Integrated operation of biotransformation and simulated moving bed (SMB) separation is an attractive option for high-yield manufacturing of commercially relevant compounds such as rare sugars and sialic acids from equilibrium-limited isomerase- or aldolase-catalyzed reactions. Here, we present the first lab-scale implementation of such a process using the production of d-psicose, which is currently under consideration as low calorie sweetener, by d-tagatose epimerase-catalyzed epimerization from d-fructose as a model system. While a typical batchwise eprimerization of d-fructose would stop at 25%, a yield of 97% was obtained when operating the fully integrated process consisting of SMB, enzyme membrane reactor (EMR) and nanofiltration (NF) for a number of days with absolute product purities. Next to the proof of principle, important process characteristics such as startup time, stability and robustness were investigated.
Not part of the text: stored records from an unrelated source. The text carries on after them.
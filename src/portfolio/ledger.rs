//! Paper portfolio ledger

use super::types::{
    HoldingPosition, LedgerError, PortfolioSummary, PositionPatch, PositionValuation,
    QuickAddPreset,
};
use crate::market::PriceLookup;
use crate::telemetry::{set_gauge, GaugeMetric};
use rust_decimal::prelude::ToPrimitive;
use rust_decimal::Decimal;
use serde::{Deserialize, Serialize};

/// Cash balance plus positions keyed by asset id
///
/// Never touched by the feed; every mutation is an explicit user edit.
#[derive(Debug, Clone, PartialEq, Serialize, Deserialize)]
pub struct PortfolioLedger {
    cash: Decimal,
    positions: Vec<HoldingPosition>,
}

impl PortfolioLedger {
    pub fn new(cash: Decimal) -> Self {
        Self::with_positions(cash, Vec::new())
    }

    /// Build from stored state, keeping the first position per asset
    pub fn with_positions(cash: Decimal, positions: Vec<HoldingPosition>) -> Self {
        let mut ledger = Self {
            cash,
            positions: Vec::with_capacity(positions.len()),
        };
        for position in positions {
            if ledger.find(&position.asset_id).is_some() {
                tracing::warn!(asset = %position.asset_id, "Dropping duplicate stored position");
                continue;
            }
            ledger.positions.push(position);
        }
        ledger
    }

    pub fn cash(&self) -> Decimal {
        self.cash
    }

    pub fn positions(&self) -> &[HoldingPosition] {
        &self.positions
    }

    pub fn position(&self, index: usize) -> Option<&HoldingPosition> {
        self.positions.get(index)
    }

    /// Index of the position for `asset_id`
    pub fn find(&self, asset_id: &str) -> Option<usize> {
        self.positions.iter().position(|p| p.asset_id == asset_id)
    }

    /// Append a position unless the asset is already held
    ///
    /// Returns `false` and leaves the ledger unchanged for a held asset.
    pub fn add_position(
        &mut self,
        asset_id: impl Into<String>,
        name: impl Into<String>,
        average_cost: Decimal,
        quantity: Decimal,
    ) -> bool {
        let position = HoldingPosition::new(asset_id, name, average_cost, quantity);
        if self.find(&position.asset_id).is_some() {
            tracing::debug!(asset = %position.asset_id, "Position already held");
            return false;
        }

        tracing::info!(asset = %position.asset_id, avg = %average_cost, qty = %quantity, "Position added");
        self.positions.push(position);
        true
    }

    pub fn quick_add(&mut self, preset: &QuickAddPreset) -> bool {
        self.add_position(
            preset.asset_id,
            preset.name,
            preset.average_cost,
            preset.quantity,
        )
    }

    /// Merge `patch` into the position at `index`
    pub fn update_position(
        &mut self,
        index: usize,
        patch: PositionPatch,
    ) -> Result<&HoldingPosition, LedgerError> {
        let position = self
            .positions
            .get_mut(index)
            .ok_or(LedgerError::PositionNotFound(index))?;

        if let Some(name) = patch.name {
            position.name = name;
        }
        if let Some(average_cost) = patch.average_cost {
            position.average_cost = average_cost;
        }
        if let Some(quantity) = patch.quantity {
            position.quantity = quantity;
        }

        tracing::info!(asset = %position.asset_id, index, "Position updated");
        Ok(position)
    }

    pub fn remove_position(&mut self, index: usize) -> Option<HoldingPosition> {
        if index >= self.positions.len() {
            return None;
        }
        let removed = self.positions.remove(index);
        tracing::info!(asset = %removed.asset_id, index, "Position removed");
        Some(removed)
    }

    /// Deposit (positive) or withdraw (negative); the balance never goes below zero
    pub fn adjust_cash(&mut self, delta: Decimal) -> Decimal {
        self.cash = self.cash.saturating_add(delta).max(Decimal::ZERO);
        self.cash
    }

    /// Per-position figures; assets without a price are valued at zero
    pub fn valuate(&self, prices: &impl PriceLookup) -> Vec<PositionValuation> {
        self.positions
            .iter()
            .map(|p| {
                let price = prices.price_of(&p.asset_id).unwrap_or(Decimal::ZERO);
                PositionValuation::at_price(p, price)
            })
            .collect()
    }

    pub fn summary(&self, prices: &impl PriceLookup) -> PortfolioSummary {
        let rows = self.valuate(prices);
        let total = |field: fn(&PositionValuation) -> Decimal| {
            rows.iter()
                .map(field)
                .fold(Decimal::ZERO, Decimal::saturating_add)
        };
        let total_cost = total(|r| r.cost_basis);
        let total_value = total(|r| r.market_value);

        PortfolioSummary {
            cash: self.cash,
            total_cost,
            total_value,
            total_pnl: total_value.saturating_sub(total_cost),
            total_equity: self.cash.saturating_add(total_value),
            positions: rows.len(),
        }
    }
}

impl PortfolioSummary {
    /// Publish totals as gauges
    pub fn record_gauges(&self) {
        set_gauge(GaugeMetric::Cash, self.cash.to_f64().unwrap_or_default());
        set_gauge(
            GaugeMetric::HoldingsValue,
            self.total_value.to_f64().unwrap_or_default(),
        );
        set_gauge(
            GaugeMetric::UnrealizedPnl,
            self.total_pnl.to_f64().unwrap_or_default(),
        );
        set_gauge(GaugeMetric::OpenPositions, self.positions as f64);
    }
}
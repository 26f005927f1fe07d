//! Portfolio command implementation

use super::{format_krw, format_pct};
use crate::config::Config;
use crate::feed::{market_code, round_price, SnapshotSource, UpbitRestClient};
use crate::market::catalog;
use crate::portfolio::{
    PortfolioLedger, PortfolioStore, PortfolioSummary, PositionPatch, PositionValuation,
    QuickAddPreset,
};
use clap::{Args, Subcommand};
use rust_decimal::Decimal;
use std::collections::HashMap;

#[derive(Args, Debug)]
pub struct PortfolioArgs {
    #[command(subcommand)]
    pub command: PortfolioCommand,
}

#[derive(Subcommand, Debug)]
pub enum PortfolioCommand {
    /// Value positions at current prices
    Show,
    /// Add a position (ignored if the asset is already held)
    Add {
        /// Asset symbol, e.g. BTC
        asset: String,
        /// Average cost per unit
        avg: Decimal,
        /// Quantity held
        qty: Decimal,
    },
    /// Edit a position by index
    Update {
        index: usize,
        #[arg(long)]
        avg: Option<Decimal>,
        #[arg(long)]
        qty: Option<Decimal>,
    },
    /// Remove a position by index
    Remove { index: usize },
    /// Deposit (positive) or withdraw (negative) cash
    Cash {
        #[arg(allow_hyphen_values = true)]
        delta: Decimal,
    },
    /// Add a preset position (BTC or ETH)
    QuickAdd { asset: String },
}

impl PortfolioArgs {
    pub async fn execute(&self, config: &Config) -> anyhow::Result<()> {
        let store = PortfolioStore::open(
            &config.portfolio.store_path,
            config.portfolio.initial_cash,
        );
        let mut ledger = store.load();

        let changed = apply_command(&self.command, &mut ledger, config)?;
        if changed {
            store.save(&ledger)?;
        }

        let prices = fetch_prices(&ledger, config).await;
        let summary = ledger.summary(&prices);
        summary.record_gauges();
        print!("{}", render(&ledger.valuate(&prices), &summary));
        Ok(())
    }
}

/// Apply an edit to the ledger, returning whether it changed
fn apply_command(
    command: &PortfolioCommand,
    ledger: &mut PortfolioLedger,
    config: &Config,
) -> anyhow::Result<bool> {
    let changed = match command {
        PortfolioCommand::Show => false,
        PortfolioCommand::Add { asset, avg, qty } => {
            let id = asset.to_uppercase();
            let name = catalog::lookup(&config.catalog, &id)
                .map(|a| a.name.clone())
                .unwrap_or_else(|| id.clone());
            let added = ledger.add_position(id.clone(), name, *avg, *qty);
            if !added {
                println!("{} is already held; use `update` to edit it", id);
            }
            added
        }
        PortfolioCommand::Update { index, avg, qty } => {
            let patch = PositionPatch {
                average_cost: *avg,
                quantity: *qty,
                ..Default::default()
            };
            if patch.is_empty() {
                anyhow::bail!("Nothing to update: pass --avg and/or --qty");
            }
            ledger.update_position(*index, patch)?;
            true
        }
        PortfolioCommand::Remove { index } => {
            ledger
                .remove_position(*index)
                .ok_or_else(|| anyhow::anyhow!("No position at index {}", index))?;
            true
        }
        PortfolioCommand::Cash { delta } => {
            ledger.adjust_cash(*delta);
            true
        }
        PortfolioCommand::QuickAdd { asset } => {
            let preset = QuickAddPreset::for_asset(asset)
                .ok_or_else(|| anyhow::anyhow!("No preset for {}; available: BTC, ETH", asset))?;
            ledger.quick_add(&preset)
        }
    };
    Ok(changed)
}

/// One snapshot for the held assets; on failure positions are valued at zero
async fn fetch_prices(ledger: &PortfolioLedger, config: &Config) -> HashMap<String, Decimal> {
    if ledger.positions().is_empty() {
        return HashMap::new();
    }

    let markets: Vec<String> = ledger
        .positions()
        .iter()
        .map(|p| market_code(&config.feed.quote_currency, &p.asset_id))
        .collect();

    let result = match UpbitRestClient::with_config(&config.feed.polling) {
        Ok(client) => client.fetch_snapshot(&markets).await,
        Err(e) => Err(e),
    };

    match result {
        Ok(ticks) => ticks
            .into_iter()
            .map(|t| (t.asset_id, round_price(t.price, config.feed.price_decimals)))
            .collect(),
        Err(e) => {
            tracing::warn!(error = %e, "Price snapshot failed, valuing positions at zero");
            HashMap::new()
        }
    }
}

fn render(rows: &[PositionValuation], summary: &PortfolioSummary) -> String {
    let mut out = String::new();
    out.push_str(&format!("Total equity  {}\n", format_krw(summary.total_equity)));
    out.push_str(&format!("Cash          {}\n", format_krw(summary.cash)));
    out.push_str(&format!("Holdings      {}\n", format_krw(summary.total_value)));
    out.push_str(&format!(
        "P&L           {} ({} cost)\n",
        format_krw(summary.total_pnl),
        format_krw(summary.total_cost)
    ));

    if rows.is_empty() {
        out.push_str("\nNo positions\n");
        return out;
    }

    out.push('\n');
    for (i, row) in rows.iter().enumerate() {
        out.push_str(&format!(
            "#{:<2} {:<6} qty {:<12} avg {:>16}  now {:>16}  value {:>16}  pnl {:>16} {:>9}\n",
            i,
            row.asset_id,
            row.quantity.normalize(),
            format_krw(row.average_cost),
            format_krw(row.price),
            format_krw(row.market_value),
            format_krw(row.pnl),
            format_pct(row.pnl_rate)
        ));
    }
    out
}
/// Asset ids must be non-empty, unique, and uppercase alphanumeric
fn validate_asset_ids(asset_ids: &[String]) -> Result<(), FeedError> {
    if asset_ids.is_empty() {
        return Err(FeedError::EmptyAssetList);
    }

    let mut seen = HashSet::new();
    for id in asset_ids {
        if id.is_empty()
            || !id
                .chars()
                .all(|c| c.is_ascii_uppercase() || c.is_ascii_digit())
        {
            return Err(FeedError::InvalidAssetId(id.clone()));
        }
        if !seen.insert(id.as_str()) {
            return Err(FeedError::DuplicateAssetId(id.clone()));
        }
    }
    Ok(())
}

/// Tag a generation's ticks with its epoch and push them to the dispatcher
async fn forward(
    mut rx: mpsc::Receiver<PriceTick>,
    epoch: u64,
    inbound: mpsc::Sender<SourcedTick>,
    cancel: CancellationToken,
) {
    loop {
        let tick = tokio::select! {
            biased;
            _ = cancel.cancelled() => break,
            tick = rx.recv() => match tick {
                Some(tick) => tick,
                None => break,
            },
        };

        if inbound.send(SourcedTick { epoch, tick }).await.is_err() {
            break;
        }
    }
}

/// Single consumer of the inbound channel
async fn dispatch(
    mut rx: mpsc::Receiver<SourcedTick>,
    state: Arc<DispatchState>,
    handler: Arc<dyn PriceHandler>,
    cancel: CancellationToken,
) {
    loop {
        let sourced = tokio::select! {
            biased;
            _ = cancel.cancelled() => break,
            msg = rx.recv() => match msg {
                Some(sourced) => sourced,
                None => break,
            },
        };

        state.apply(sourced, handler.as_ref());
    }
    tracing::debug!("Dispatcher stopped");
}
By pre-equilibrating the NF unit to the projected conditions, startup times could be reduced to the contributions from EMR and SMB (in this case below 5 h) which was perfectly in line with the projected range of operation time of a few days. Robustness was probed by introduction of a perturbation, specifically a 2-fold increase in process feed concentration, which did not compromise any of the set specifications. Next, long-term operation of the respective units indicated a potential process time of at least 5 days, which could be easily extended in the future by engineering a more stable enzyme variant and implementing a cleaning-in-place approach for SMB column regeneration. In summary, the principle feasibility of such process integration for fine chemical synthesis could be successfully demonstrated.